The rest of the objects in the exhibition are equally elegant, playful, and timely. Carlos Reyes’s twin lampshades with arching brushed steel bases centered in the room is my personal favorite. Each lamp has a light bulb grafted onto a power source in either San Francisco or Caguas, Puerto Rico. San Francisco’s energy flows strong and consistent while Puerto Rico’s struggles to illuminate. Despite the distressing blow to footwear, I recommend this show.

Reflection: Can you write a TV show that combines a $1 million house and the most sensitive laboratory?

An image of three Venetian masks on a white pedestal.
Nicolas G. Miller, Masks (Traumnovelle, Ad un passo dall’aurora, Eyes Wide Shut), 2025⁠


Dream Story: Max Xeno Karnig, Nicolas G. Miller
House of Seiko, San Francisco, CA
February 8 – March 15, 2025

Dream Story includes four very petite oil on copper and oil on aluminum paintings and one bronze and steel sculpture on a pedestal, centered in the space. The exhibition took a 1926 novella by Austrian writer Arthur Schnitzler as a starting point from which the two artists, long time friends, could collaborate. The novella, also titled Dream Story, inspired Eyes Wide Shut (1999).

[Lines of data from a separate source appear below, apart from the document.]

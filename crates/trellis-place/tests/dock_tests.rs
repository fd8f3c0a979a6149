//! Dock panes: creation, edge layout, dock-splitters and the float protocol.

use trellis_core::event::PointerEvent;
use trellis_core::geometry::{Pos, Rect, Size};
use trellis_core::host::{ElementId, Host, HostError};
use trellis_place::{DockEvent, PaneFactory, Place, PlaceError};
use trellis_test_utils::MockHost;

fn spawner(host: &MockHost) -> PaneFactory {
    let host = host.clone();
    Box::new(move |_: &mut dyn Host| Ok(host.spawn_child()))
}

fn docked(description: &str) -> (Place, MockHost, ElementId) {
    let host = MockHost::new(Size::new(300, 100));
    let mut place = Place::new();
    place.bind(host.clone()).expect("bind");
    place.div(description).expect("div");
    place.dock("p", "panel", spawner(&host)).expect("dock");
    let pane = place.dock_create("panel").expect("create");
    (place, host, pane)
}

#[test]
fn test_pane_starts_undisplayed() {
    let host = MockHost::new(Size::new(300, 100));
    let mut place = Place::new();
    place.bind(host.clone()).expect("bind");
    place.div("<d dock <p left width=60>>").expect("div");
    place.dock("p", "panel", spawner(&host)).expect("dock");

    assert_eq!(place.area("p"), Some(Rect::ZERO));
    assert!(place.layout().splitters.is_empty());
    assert!(place.dock_state("p").is_some_and(|d| d.instances().is_empty()));
}

#[test]
fn test_unnamed_factory_creates_immediately() {
    let host = MockHost::new(Size::new(300, 100));
    let mut place = Place::new();
    place.bind(host.clone()).expect("bind");
    place.div("<d dock <p left width=60>>").expect("div");
    place.dock("p", "", spawner(&host)).expect("dock");

    let instances = place.dock_state("p").map(|d| d.instances().to_vec());
    assert_eq!(instances.as_ref().map(Vec::len), Some(1));
    assert_eq!(place.area("p"), Some(Rect::new(0, 0, 60, 100)));
}

#[test]
fn test_edge_layout() {
    let (mut place, host, left) = docked("<d dock <p left width=60><q top height=20>>");
    place.dock("q", "header", spawner(&host)).expect("dock");
    let top = place.dock_create("header").expect("create");

    assert_eq!(host.area_of(left), Some(Rect::new(0, 0, 60, 100)));
    assert_eq!(host.area_of(top), Some(Rect::new(64, 0, 236, 20)));
    assert_eq!(place.layout().splitters.len(), 2);
    assert_eq!(place.layout().splitters[0].area, Rect::new(60, 0, 4, 100));
}

#[test]
fn test_default_pane_fraction() {
    let (place, host, pane) = docked("<d dock <p right>>");
    assert_eq!(host.area_of(pane), Some(Rect::new(225, 0, 75, 100)));
    assert_eq!(place.layout().splitters[0].area, Rect::new(221, 0, 4, 100));
}

#[test]
fn test_dock_field_gets_remaining_room() {
    let (mut place, host, _pane) = docked("<d dock <p left width=60>>");
    let content = host.spawn_child();
    place.field("d").add(content).expect("add");
    place.collocate().expect("collocate");
    assert_eq!(host.area_of(content), Some(Rect::new(64, 0, 236, 100)));
}

#[test]
fn test_dock_splitter_drag_sets_pixel_weight() {
    let (mut place, host, pane) = docked("<d dock <p left width=60>>");

    place.handle_pointer(PointerEvent::Down(Pos::new(61, 50)));
    place.handle_pointer(PointerEvent::Moved(Pos::new(81, 50)));
    assert_eq!(host.area_of(pane), Some(Rect::new(0, 0, 80, 100)));
    place.handle_pointer(PointerEvent::Up(Pos::new(81, 50)));

    assert_eq!(place.description(), "<d dock <p left width=80>>");
}

#[test]
fn test_float_and_redock() {
    let (mut place, host, pane) = docked("<d dock <p left width=60>>");

    place.dock_event("p", DockEvent::Float).expect("float");
    let container = host.containers()[0];
    assert_eq!(host.parent_of(pane), Some(container));
    assert_eq!(place.area("p"), Some(Rect::ZERO));
    assert!(place.dock_state("p").is_some_and(|d| d.is_floating()));

    place
        .dock_event("p", DockEvent::Move { pointer: Pos::new(10, 10) })
        .expect("move");
    assert_eq!(host.indicator(), Some(Rect::new(0, 0, 60, 100)));
    place
        .dock_event("p", DockEvent::Move { pointer: Pos::new(200, 10) })
        .expect("move");
    assert_eq!(host.indicator(), None);

    // Stopping away from home keeps the pane floating.
    place.dock_event("p", DockEvent::MoveStopped).expect("stop");
    assert!(place.dock_state("p").is_some_and(|d| d.is_floating()));

    place
        .dock_event("p", DockEvent::Move { pointer: Pos::new(10, 10) })
        .expect("move");
    place.dock_event("p", DockEvent::MoveStopped).expect("stop");
    assert_eq!(host.parent_of(pane), None);
    assert!(host.containers().is_empty());
    assert_eq!(host.area_of(pane), Some(Rect::new(0, 0, 60, 100)));
}

#[test]
fn test_explicit_dock_event() {
    let (mut place, host, pane) = docked("<d dock <p left width=60>>");
    place.dock_event("p", DockEvent::Float).expect("float");
    place.dock_event("p", DockEvent::Dock).expect("dock");
    assert_eq!(host.parent_of(pane), None);
    assert_eq!(place.area("p"), Some(Rect::new(0, 0, 60, 100)));
}

#[test]
fn test_close_is_deferred() {
    let (mut place, host, pane) = docked("<d dock <p left width=60>>");
    place.dock_event("p", DockEvent::RequestClose).expect("close");
    assert!(!host.was_destroyed(pane));

    place.process_deferred().expect("deferred");
    assert!(host.was_destroyed(pane));
    assert_eq!(place.area("p"), Some(Rect::ZERO));
}

#[test]
fn test_failing_factory_changes_nothing() {
    let host = MockHost::new(Size::new(300, 100));
    let mut place = Place::new();
    place.bind(host.clone()).expect("bind");
    place.div("<d dock <p left>>").expect("div");
    place
        .dock(
            "p",
            "broken",
            Box::new(|_: &mut dyn Host| Err(HostError::new("no pane"))),
        )
        .expect("dock");

    let result = place.dock_create("broken");
    assert!(matches!(result, Err(PlaceError::Host(_))));
    assert_eq!(place.area("p"), Some(Rect::ZERO));
    assert!(matches!(
        place.dock_create("missing"),
        Err(PlaceError::UnknownFactory(_))
    ));
}

#[test]
fn test_failing_container_keeps_pane_docked() {
    let (mut place, host, pane) = docked("<d dock <p left width=60>>");
    host.fail_containers(true);
    let result = place.dock_event("p", DockEvent::Float);
    assert!(matches!(result, Err(PlaceError::Host(_))));
    assert_eq!(host.parent_of(pane), None);
    assert_eq!(place.area("p"), Some(Rect::new(0, 0, 60, 100)));
}

#[test]
fn test_pane_survives_modify() {
    let (mut place, host, pane) = docked("<main><d dock <p left width=60>>");
    place.modify("main", "<x>").expect("modify");
    assert_eq!(place.area("p").map(|r| r.width), Some(60));
    assert!(!host.was_destroyed(pane));
}

#[test]
fn test_destroyed_pane_hides_it() {
    let (mut place, _host, pane) = docked("<d dock <p left width=60>>");
    place.element_destroyed(pane).expect("destroyed");
    assert_eq!(place.area("p"), Some(Rect::ZERO));
    assert!(place.layout().splitters.is_empty());
}

#[test]
fn test_unknown_dock_event() {
    let (mut place, _host, _pane) = docked("<d dock <p left width=60>>");
    assert_eq!(
        place.dock_event("nope", DockEvent::Float),
        Err(PlaceError::UnknownDock("nope".to_string()))
    );
}

#[test]
fn test_pane_lays_out_its_children() {
    let host = MockHost::new(Size::new(300, 100));
    let mut place = Place::new();
    place.bind(host.clone()).expect("bind");
    place.div("<d dock <p left width=100 vert <x><y>>>").expect("div");
    place.dock("p", "", spawner(&host)).expect("dock");
    let tool = host.spawn_child();
    place.field("x").add(tool).expect("add");
    place.collocate().expect("collocate");

    assert_eq!(place.area("p"), Some(Rect::new(0, 0, 100, 100)));
    assert_eq!(place.area("x"), Some(Rect::new(0, 0, 100, 50)));
    assert_eq!(place.area("y"), Some(Rect::new(0, 50, 100, 50)));
    assert_eq!(host.area_of(tool), Some(Rect::new(0, 0, 100, 50)));
}

#[test]
fn test_pane_content_floor_counts() {
    let host = MockHost::new(Size::new(300, 100));
    let mut place = Place::new();
    place.bind(host.clone()).expect("bind");
    place.div("<d dock <p left width=10 <x min=40><y min=30>>>").expect("div");
    place.dock("p", "", spawner(&host)).expect("dock");

    let x = place.area("x").expect("x");
    let y = place.area("y").expect("y");
    assert!(x.width >= 40);
    assert!(y.width >= 30);
    assert_eq!(y.x, x.x + x.width);
}
//! Pretty-printer from a [`DivisionTree`] back to description text.
//!
//! The output parses back to an equivalent tree. Splitter drags and
//! visibility changes write the tree through here so the stored description
//! always matches what is laid out.

use std::fmt::Write;

use trellis_core::geometry::Axis;

use crate::division::{Division, DivisionId, DivisionKind, Fit};
use crate::tree::DivisionTree;

/// Render the whole tree. The root is written without its brackets.
pub fn print(tree: &DivisionTree) -> String {
    let mut out = String::new();
    if let Some(root) = tree.root() {
        write_body(tree, root, &mut out);
    }
    out
}

fn write_body(tree: &DivisionTree, id: DivisionId, out: &mut String) {
    let Some(division) = tree.get(id) else {
        return;
    };
    let attributes = attributes(division);
    out.push_str(&attributes.join(" "));
    let children = tree.children(id);
    if !attributes.is_empty() && !children.is_empty() {
        out.push(' ');
    }
    for child in children {
        match tree.get(*child) {
            Some(d) if d.is_splitter() => out.push('|'),
            Some(_) => {
                out.push('<');
                write_body(tree, *child, out);
                out.push('>');
            }
            None => {}
        }
    }
}

fn attributes(division: &Division) -> Vec<String> {
    let mut attrs = Vec::new();
    if let Some(name) = division.name() {
        attrs.push(name.to_string());
    }

    match division.kind.layout() {
        DivisionKind::Arrange(Axis::Vertical) => attrs.push("vert".into()),
        DivisionKind::Grid {
            columns,
            rows,
            collapses,
        } => {
            attrs.push(match (*columns, *rows) {
                (1, 1) => "grid".into(),
                (c, r) if c == r => format!("grid={}", c),
                (c, r) => format!("grid=[{},{}]", c, r),
            });
            for c in collapses {
                attrs.push(format!(
                    "collapse({},{},{},{})",
                    c.x, c.y, c.width, c.height
                ));
            }
        }
        DivisionKind::Dock => attrs.push("dock".into()),
        DivisionKind::Switchable => attrs.push("switchable".into()),
        DivisionKind::Arrange(Axis::Horizontal)
        | DivisionKind::DockPane(_)
        | DivisionKind::Splitter => {}
    }

    if let Some(side) = division.side {
        attrs.push(side.as_str().into());
    }

    if !division.weight.is_none() {
        let keyword = match division.weight_axis {
            Some(Axis::Horizontal) => "width",
            Some(Axis::Vertical) => "height",
            None => "weight",
        };
        attrs.push(format!("{}={}", keyword, division.weight));
    }
    if !division.min_px.is_none() {
        attrs.push(format!("min={}", division.min_px));
    }
    if !division.max_px.is_none() {
        attrs.push(format!("max={}", division.max_px));
    }
    if !division.margin.is_empty() {
        attrs.push(format!("margin={}", division.margin));
    }
    if !division.gap.is_empty() {
        attrs.push(format!("gap={}", division.gap));
    }
    if !division.arrange.is_empty() {
        attrs.push(format!("arrange={}", division.arrange));
    }
    write_fit(division, &mut attrs);

    if !division.kind.is_dock_pane() {
        if !division.display {
            attrs.push("undisplayed".into());
        } else if !division.visible {
            attrs.push("invisible".into());
        }
    }
    attrs
}

fn write_fit(division: &Division, attrs: &mut Vec<String>) {
    let parameters = &division.fit_parameters;
    if division.fit == Fit::BOTH && parameters.is_empty() {
        attrs.push("fit".into());
        return;
    }
    let mut pending = (!parameters.is_empty()).then(|| parameters.to_string());
    for (flag, keyword) in [(Fit::HORIZONTAL, "hfit"), (Fit::VERTICAL, "vfit")] {
        if !division.fit.contains(flag) {
            continue;
        }
        let mut attr = keyword.to_string();
        if let Some(value) = pending.take() {
            let _ = write!(attr, "={}", value);
        }
        attrs.push(attr);
    }
}

#[cfg(test)]
mod tests {
    use super::*;
    use crate::parser::parse;

    fn reprint(source: &str) -> String {
        print(&parse(source).expect("parse"))
    }

    #[test]
    fn test_simple_row() {
        assert_eq!(reprint("<a weight=30%><b>"), "<a weight=30%><b>");
        assert_eq!(reprint("  <a>  |  <b min=20 max=80>"), "<a>|<b min=20 max=80>");
    }

    #[test]
    fn test_root_attributes_and_kinds() {
        assert_eq!(
            reprint("vert margin=[5,10] <g grid=[3,2] collapse(0,0,2,1)><s switchable>"),
            "vert margin=[5,10] <g grid=[3,2] collapse(0,0,2,1)><s switchable>"
        );
        assert_eq!(reprint("<g grid=[2]>"), "<g grid=2>");
    }

    #[test]
    fn test_dock_panes_skip_undisplayed() {
        assert_eq!(
            reprint("<d dock <p right width=120>>"),
            "<d dock <p right width=120>>"
        );
        assert_eq!(
            reprint("<d dock <p left vert <x>|<y>>>"),
            "<d dock <p vert left <x>|<y>>>"
        );
    }

    #[test]
    fn test_fit_and_arrays() {
        assert_eq!(
            reprint("<f hfit=[100,repeated] vfit gap=5 arrange=[20,30%]>"),
            "<f gap=5 arrange=[20,30%] hfit=100 vfit>"
        );
        assert_eq!(reprint("<f fit>"), "<f fit>");
    }

    #[test]
    fn test_display_flags() {
        assert_eq!(reprint("<a undisplayed invisible><b invisible>"), "<a undisplayed><b invisible>");
    }

    #[test]
    fn test_splitter_weight_lands_on_leaf() {
        assert_eq!(reprint("<a>|25%<b>"), "<a weight=25%>|<b>");
    }
}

The paintings and the sculpture conjure imagery of the theater. Curtains, stages, Venetian masks, and lithe naked bodies fill this world. The bronze work is composed of three different 13th century style carnival masks, evenly spaced and aligned by the eye holes, in succession, on a pedestal. The deliberateness of this offering is what makes it feel fetishistic, not the symbol of the mask. The masks cover more of the face as they go back. The first mask just covers the space around the eyes, the next mask covers the forehead, and the third covers part of the nose too. A painting of the domino mask, the thinnest of the three -covering only the space around the eyes, hangs nearby. It is also the smallest painting in the room. It’s fetishistic in its exacting, and miniature nature, more than in subject matter.

I admit I came into the room a little biased. I feel a bit allergic to any mention of Eyes Wide Shut in an artwork, press release, or exhibition. It seems overly mined by contemporary artists. My hesitation is that when you reference another artist’s work, even if it’s a movie, the result is always watered down. 

Despite thinking that these works might be leaning on Eyes Wide Shut a bit too heavily for aesthetic absolution, I appreciate that this subject is fun. Plus I heard all the paintings sold.

Reflection: Favorite Christmas movie?